Delpiero stumbled for a reply, then looked over at Bescondi and Brugnone. The archivist and the cardinal seemed equally flustered by the question.
“Well?” Reilly insisted, his tone fierce.
Their shrugs answered him.
He mopped his face with his hands and tried to throttle back his anger. “Look,” he offered, his voice calmer now, but still resolute. “Maybe you think I was wrong, maybe you think I should have done things differently. Maybe you’re right. But in the heat of the moment, I just didn’t see any other option. I’m willing to face the consequences of what I did. Absolutely. You can do anything you want to me—once this is over. After he’s in custody or in the morgue. But until that happens, I need to be part of this. I need to help bring him in.”
Delpiero met his gaze straight on. “That’s very admirable of you, Agent Reilly. But we’ve discussed this with your superiors, and they agree with us.”
Reilly followed the inspector’s glance across to Tilden, who gave him a “what the hell did you expect?” shrug. “You weren’t here on Bureau business—worse, you withheld informing us about what you were really here for. That hasn’t gone down too well with the powers that be back home. Unless I’m missing something, my bet is you should consider yourself suspended,” the attache told him, “pending the Vatican and Italian authorities’ investigation.”
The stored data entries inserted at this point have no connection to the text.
pub mod collect;
pub mod config;
pub mod law;
pub mod news;
pub mod portal;
pub mod speech;
pub mod stats;

use crate::config::Config;
use crate::error::Result;
use crate::facade::Retriever;

/// Configuration plus a retriever built from it
fn setup() -> Result<(Config, Retriever)> {
    let config = Config::load()?;
    let retriever = Retriever::from_config(&config)?;
    Ok((config, retriever))
}
pub mod args;
pub mod commands;

use clap::{Parser, Subcommand};

/// Political news and background research from the terminal
#[derive(Parser, Debug)]
#[command(
    name = "polsig",
    about = "Collect political news, Diet speeches, laws and statistics for a topic",
    version,
    author,
    long_about = None
)]
pub struct Cli {
    /// Enable verbose output
    #[arg(short, long, global = true)]
    pub verbose: bool,

    /// Output format
    #[arg(short, long, global = true, value_enum, default_value = "table")]
    pub format: OutputFormat,

    #[command(subcommand)]
    pub command: Commands,
}

#[derive(Debug, Clone, Copy, PartialEq, Eq, clap::ValueEnum)]
pub enum OutputFormat {
    /// Table format (default)
    Table,
    /// JSON format
    Json,
    /// Markdown format
    Markdown,
}

#[derive(Subcommand, Debug)]
pub enum Commands {
    /// Search news feeds (Google News and major papers)
    #[command(alias = "n")]
    News(args::NewsArgs),

    /// Search the Diet speech archive
    #[command(alias = "s")]
    Speech(args::SpeechArgs),

    /// Fetch member-portal articles (requires portal.user/portal.password)
    #[command(alias = "p")]
    Portal(args::PortalArgs),

    /// Search the e-Gov law registry
    #[command(alias = "l")]
    Law(args::LawArgs),

    /// Search e-Stat tables or fetch an indicator series
    Stats(args::StatsArgs),

    /// Collect every enabled source for a topic
    #[command(alias = "c")]
    Collect(args::CollectArgs),

    /// Manage configuration
    Config(args::ConfigArgs),
}

impl Cli {
    /// Run the CLI application
    pub async fn run() -> crate::error::Result<()> {
        let cli = Self::parse();

        let default_filter = if cli.verbose { "debug" } else { "warn" };
        env_logger::Builder::from_env(env_logger::Env::default().default_filter_or(default_filter))
            .init();

        // spinners would corrupt machine-readable output
        let quiet = cli.format != OutputFormat::Table;

        let (format, verbose) = (cli.format, cli.verbose);
        let result = match cli.command {
            Commands::News(args) => commands::news::execute(args, format, quiet, verbose).await,
            Commands::Speech(args) => commands::speech::execute(args, format, quiet, verbose).await,
            Commands::Portal(args) => commands::portal::execute(args, format, quiet, verbose).await,
            Commands::Law(args) => commands::law::execute(args, format, quiet, verbose).await,
            Commands::Stats(args) => commands::stats::execute(args, format, quiet, verbose).await,
            Commands::Collect(args) => {
                commands::collect::execute(args, format, quiet, verbose).await
            }
            Commands::Config(args) => commands::config::execute(args).await,
        };

        if let Err(e) = &result {
            use crate::error::PolsigError;
            match e {
                PolsigError::ApiError { code, message, .. } => {
                    eprintln!("Error: {}", message);
                    if cli.verbose {
                        eprintln!("Code: {}", code);
                    }
                }
                PolsigError::Parse(msg) => {
                    eprintln!("Error parsing response: {}", msg);
                    if !cli.verbose {
                        eprintln!("\nRun with --verbose for more details.");
                    }
                }
                _ => eprintln!("Error: {}", e),
            }
            if let Some(hint) = e.hint() {
                eprintln!("\nHint: {}", hint);
            }
        }
        result
    }
}
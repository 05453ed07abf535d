use futures::future::join_all;
use log::{debug, info, warn};
use std::any::Any;
use std::collections::HashSet;
use std::sync::Arc;
use std::time::{Duration, Instant};

use super::client::{SourceAdapter, TopicQuery};
use super::types::{RetrievalOutcome, SourceRecord};
use super::SourceKind;
use crate::error::PolsigError;

/// Deduplicate by link (falling back to source and title), keeping the first
/// occurrence, then stable-sort newest first with undated records last.
pub fn merge_records(records: Vec<SourceRecord>) -> Vec<SourceRecord> {
    let mut seen = HashSet::new();
    let mut merged: Vec<SourceRecord> = records
        .into_iter()
        .filter(|record| seen.insert(record.dedup_key()))
        .collect();
    merged.sort_by(|a, b| a.published_at().cmp_recent_first(b.published_at()));
    merged
}

/// Concatenate outcomes in the given order and merge their records
pub fn merge_outcomes<'a, I>(outcomes: I) -> Vec<SourceRecord>
where
    I: IntoIterator<Item = &'a RetrievalOutcome<SourceRecord>>,
{
    merge_records(
        outcomes
            .into_iter()
            .flat_map(|outcome| outcome.records.iter().cloned())
            .collect(),
    )
}

/// Configuration for the fan-out
#[derive(Debug, Clone)]
pub struct AggregatorConfig {
    /// Upper bound for one source's whole retrieval, raised per source when
    /// the adapter declares a longer budget
    pub request_timeout: Duration,
}

impl Default for AggregatorConfig {
    fn default() -> Self {
        Self {
            request_timeout: Duration::from_secs(120),
        }
    }
}

/// Result of one aggregation run
#[derive(Debug, Clone)]
pub struct AggregateReport {
    /// One entry per enabled source, in registration order
    pub per_source: Vec<(SourceKind, RetrievalOutcome<SourceRecord>)>,
    pub records: Vec<SourceRecord>,
    pub execution_time: Duration,
}

impl AggregateReport {
    pub fn outcome(&self, kind: SourceKind) -> Option<&RetrievalOutcome<SourceRecord>> {
        self.per_source
            .iter()
            .find(|(k, _)| *k == kind)
            .map(|(_, outcome)| outcome)
    }

    pub fn failed_sources(&self) -> Vec<SourceKind> {
        self.per_source
            .iter()
            .filter(|(_, outcome)| outcome.is_failed())
            .map(|(kind, _)| *kind)
            .collect()
    }
}

/// Runs every enabled source in its own task and merges what comes back
pub struct Aggregator {
    config: AggregatorConfig,
    sources: Vec<(Arc<dyn SourceAdapter>, bool)>,
}

impl Aggregator {
    pub fn new(config: AggregatorConfig) -> Self {
        Self {
            config,
            sources: Vec::new(),
        }
    }

    pub fn with_source(mut self, adapter: Arc<dyn SourceAdapter>, enabled: bool) -> Self {
        self.sources.push((adapter, enabled));
        self
    }

    pub fn enabled_kinds(&self) -> Vec<SourceKind> {
        self.sources
            .iter()
            .filter(|(_, enabled)| *enabled)
            .map(|(adapter, _)| adapter.kind())
            .collect()
    }

    /// Fan out one query. Errors, timeouts and panics of a source become its
    /// outcome's error; they never reach the other sources.
    pub async fn collect(&self, query: &TopicQuery) -> AggregateReport {
        let start_time = Instant::now();
        let timeout = self.config.request_timeout;

        let handles: Vec<_> = self
            .sources
            .iter()
            .filter(|(_, enabled)| *enabled)
            .map(|(adapter, _)| {
                let adapter = Arc::clone(adapter);
                let kind = adapter.kind();
                let query = query.clone();
                if !adapter.is_configured() {
                    debug!("{} is not configured; running anyway", kind);
                }
                // A source with a longer declared budget is not cut off early
                let limit = adapter
                    .time_budget(&query)
                    .map_or(timeout, |budget| budget.max(timeout));
                let handle = tokio::spawn(async move {
                    match tokio::time::timeout(limit, adapter.retrieve(&query)).await {
                        Ok(Ok(outcome)) => outcome,
                        Ok(Err(e)) => RetrievalOutcome::failed(e.to_string()),
                        Err(_) => RetrievalOutcome::failed(PolsigError::Timeout(limit).to_string()),
                    }
                });
                (kind, handle)
            })
            .collect();

        let (kinds, handles): (Vec<_>, Vec<_>) = handles.into_iter().unzip();
        let joined = join_all(handles).await;

        let per_source: Vec<(SourceKind, RetrievalOutcome<SourceRecord>)> = kinds
            .into_iter()
            .zip(joined)
            .map(|(kind, joined)| {
                let outcome = match joined {
                    Ok(outcome) => outcome,
                    Err(e) if e.is_panic() => {
                        RetrievalOutcome::failed(panic_message(e.into_panic()))
                    }
                    Err(e) => RetrievalOutcome::failed(format!("{} task failed: {}", kind, e)),
                };
                if let Some(error) = &outcome.error {
                    warn!("{}: {}", kind, error);
                }
                (kind, outcome)
            })
            .collect();

        let records = merge_outcomes(per_source.iter().map(|(_, outcome)| outcome));
        let execution_time = start_time.elapsed();
        info!(
            "Collected {} records from {} sources in {:?}",
            records.len(),
            per_source.len(),
            execution_time
        );

        AggregateReport {
            per_source,
            records,
            execution_time,
        }
    }
}

fn panic_message(payload: Box<dyn Any + Send>) -> String {
    if let Some(message) = payload.downcast_ref::<&'static str>() {
        message.to_string()
    } else if let Some(message) = payload.downcast_ref::<String>() {
        message.clone()
    } else {
        "source panicked during retrieval".to_string()
    }
}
“You can’t sideline me on this,” Reilly protested. “This guy suckered me into it. I need to do this.” He looked around the room and noticed Brugnone studying him.
Tilden spread his hands open in a resigned, helpless gesture. “I’m sorry, but that’s how it has to play out for now.”
Reilly shot up to his feet. “This is insane,” he railed, his hands cutting the air emphatically. “We have to move fast. We’ve got a crime scene to process. We’ve got an unexploded bomb to analyze. We may have prints in the cars and in the archives and vidcaps on CCTV footage. We need to get a BOLO out to all ports of entry, we need to liaise with Interpol.” He focused on Delpiero. “Don’t cut off your nose to spite your face. I know you’re pissed off. So am I. But I can help, and I’m here now. You can use FBI resources on this and you can’t afford to wait until they figure out who to send and fly them over. He could be long gone by then.”
Delpiero seemed unmoved by Reilly’s plea. Three chairs away, however, Brugnone cleared his throat conspicuously, drawing everyone’s attention as he rose out of his seat.
“Let’s not rush into anything.” He slid a glance at Reilly and said, “Agent Reilly. Walk with me to my chambers, won’t you?”
Delpiero shot to his feet. “Eminenza Vostra,”—Your Eminence—”begging your forgiveness, but … what are you doing? This man should be under arrest.”
Brugnone stilled him with a languid flick of his hand that, however understated, carried great authority. “Predersela con calma.” Calm down.
It was enough to stop Delpiero in his tracks.
Reilly got up, glanced uncertainly at Tilden and at Delpiero, and followed the cardinal out.